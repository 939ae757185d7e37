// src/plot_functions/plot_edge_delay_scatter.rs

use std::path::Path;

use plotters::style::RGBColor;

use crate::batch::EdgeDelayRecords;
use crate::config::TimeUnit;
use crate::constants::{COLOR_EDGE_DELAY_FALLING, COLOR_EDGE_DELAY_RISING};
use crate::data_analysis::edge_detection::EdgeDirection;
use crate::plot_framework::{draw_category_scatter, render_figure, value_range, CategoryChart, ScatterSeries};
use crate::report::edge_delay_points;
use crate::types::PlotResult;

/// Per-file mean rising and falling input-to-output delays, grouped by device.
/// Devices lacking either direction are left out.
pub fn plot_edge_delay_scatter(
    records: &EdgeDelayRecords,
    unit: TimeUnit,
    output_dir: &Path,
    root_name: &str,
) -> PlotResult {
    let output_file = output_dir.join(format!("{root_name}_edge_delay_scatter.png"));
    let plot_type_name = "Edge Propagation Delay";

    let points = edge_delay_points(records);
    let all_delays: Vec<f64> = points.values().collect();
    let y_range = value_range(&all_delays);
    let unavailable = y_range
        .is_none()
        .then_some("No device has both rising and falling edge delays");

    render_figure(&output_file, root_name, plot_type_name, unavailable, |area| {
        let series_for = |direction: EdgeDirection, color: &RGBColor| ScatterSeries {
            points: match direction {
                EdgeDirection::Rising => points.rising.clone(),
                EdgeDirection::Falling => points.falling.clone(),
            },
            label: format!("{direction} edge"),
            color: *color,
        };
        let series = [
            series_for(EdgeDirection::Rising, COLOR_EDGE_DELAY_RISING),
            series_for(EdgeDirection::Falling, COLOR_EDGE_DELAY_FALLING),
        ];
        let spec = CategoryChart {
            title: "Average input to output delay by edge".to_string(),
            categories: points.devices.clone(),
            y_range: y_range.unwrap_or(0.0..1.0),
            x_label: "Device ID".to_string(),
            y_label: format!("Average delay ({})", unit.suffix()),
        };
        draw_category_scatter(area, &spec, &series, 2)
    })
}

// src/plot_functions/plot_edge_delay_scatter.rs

================================

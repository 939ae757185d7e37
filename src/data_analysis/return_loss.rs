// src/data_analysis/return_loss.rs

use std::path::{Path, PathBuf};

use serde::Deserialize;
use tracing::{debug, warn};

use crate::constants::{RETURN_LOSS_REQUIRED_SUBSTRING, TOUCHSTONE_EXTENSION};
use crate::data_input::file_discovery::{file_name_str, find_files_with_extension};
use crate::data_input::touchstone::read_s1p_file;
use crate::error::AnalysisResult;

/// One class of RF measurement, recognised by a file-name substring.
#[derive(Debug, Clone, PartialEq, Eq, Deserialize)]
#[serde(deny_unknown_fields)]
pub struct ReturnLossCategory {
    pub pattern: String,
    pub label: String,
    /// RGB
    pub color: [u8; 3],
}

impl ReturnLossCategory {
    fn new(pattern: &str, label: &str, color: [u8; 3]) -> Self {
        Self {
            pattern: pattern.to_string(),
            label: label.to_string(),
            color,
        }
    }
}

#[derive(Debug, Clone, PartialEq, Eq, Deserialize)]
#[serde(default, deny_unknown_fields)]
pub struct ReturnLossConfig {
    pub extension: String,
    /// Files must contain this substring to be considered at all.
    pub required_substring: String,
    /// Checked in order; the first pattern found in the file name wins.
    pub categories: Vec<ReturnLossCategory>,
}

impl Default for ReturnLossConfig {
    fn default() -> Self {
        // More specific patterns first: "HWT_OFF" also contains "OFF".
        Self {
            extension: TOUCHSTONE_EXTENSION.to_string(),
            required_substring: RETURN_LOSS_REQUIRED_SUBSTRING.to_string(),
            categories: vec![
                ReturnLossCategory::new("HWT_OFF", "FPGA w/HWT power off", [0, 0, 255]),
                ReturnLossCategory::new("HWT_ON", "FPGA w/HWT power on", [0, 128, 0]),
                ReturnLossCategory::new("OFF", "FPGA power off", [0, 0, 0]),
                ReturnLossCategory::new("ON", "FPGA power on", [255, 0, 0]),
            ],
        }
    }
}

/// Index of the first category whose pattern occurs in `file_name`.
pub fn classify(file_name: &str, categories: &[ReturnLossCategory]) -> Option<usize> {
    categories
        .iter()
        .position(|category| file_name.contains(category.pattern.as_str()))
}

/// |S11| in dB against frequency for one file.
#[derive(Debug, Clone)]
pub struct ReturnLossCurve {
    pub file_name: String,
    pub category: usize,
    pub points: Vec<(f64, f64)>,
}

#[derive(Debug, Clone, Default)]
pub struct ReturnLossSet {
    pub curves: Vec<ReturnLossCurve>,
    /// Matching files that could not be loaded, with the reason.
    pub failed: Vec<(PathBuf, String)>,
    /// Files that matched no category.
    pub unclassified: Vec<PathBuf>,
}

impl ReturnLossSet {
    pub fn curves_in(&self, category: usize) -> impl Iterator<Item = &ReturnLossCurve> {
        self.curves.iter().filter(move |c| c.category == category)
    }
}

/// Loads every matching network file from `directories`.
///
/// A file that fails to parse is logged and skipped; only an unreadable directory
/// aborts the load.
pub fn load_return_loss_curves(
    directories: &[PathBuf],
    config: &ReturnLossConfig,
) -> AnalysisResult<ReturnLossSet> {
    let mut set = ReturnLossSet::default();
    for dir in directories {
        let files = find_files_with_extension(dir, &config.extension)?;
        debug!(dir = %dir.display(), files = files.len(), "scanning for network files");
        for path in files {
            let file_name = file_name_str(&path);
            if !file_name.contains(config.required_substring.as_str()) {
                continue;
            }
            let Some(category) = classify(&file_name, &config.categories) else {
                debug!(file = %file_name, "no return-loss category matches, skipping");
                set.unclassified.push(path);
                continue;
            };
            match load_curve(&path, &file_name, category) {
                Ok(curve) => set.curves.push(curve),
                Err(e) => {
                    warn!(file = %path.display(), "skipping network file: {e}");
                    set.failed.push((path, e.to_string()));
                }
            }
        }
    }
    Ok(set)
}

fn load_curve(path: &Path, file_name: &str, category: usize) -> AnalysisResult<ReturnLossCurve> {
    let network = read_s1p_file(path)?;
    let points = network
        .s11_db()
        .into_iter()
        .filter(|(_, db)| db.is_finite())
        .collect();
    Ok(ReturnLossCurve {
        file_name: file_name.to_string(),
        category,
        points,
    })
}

================================

§ Brief: Provide only the number of lines in the listing above that contain "power".

§ Output of the exercise: 4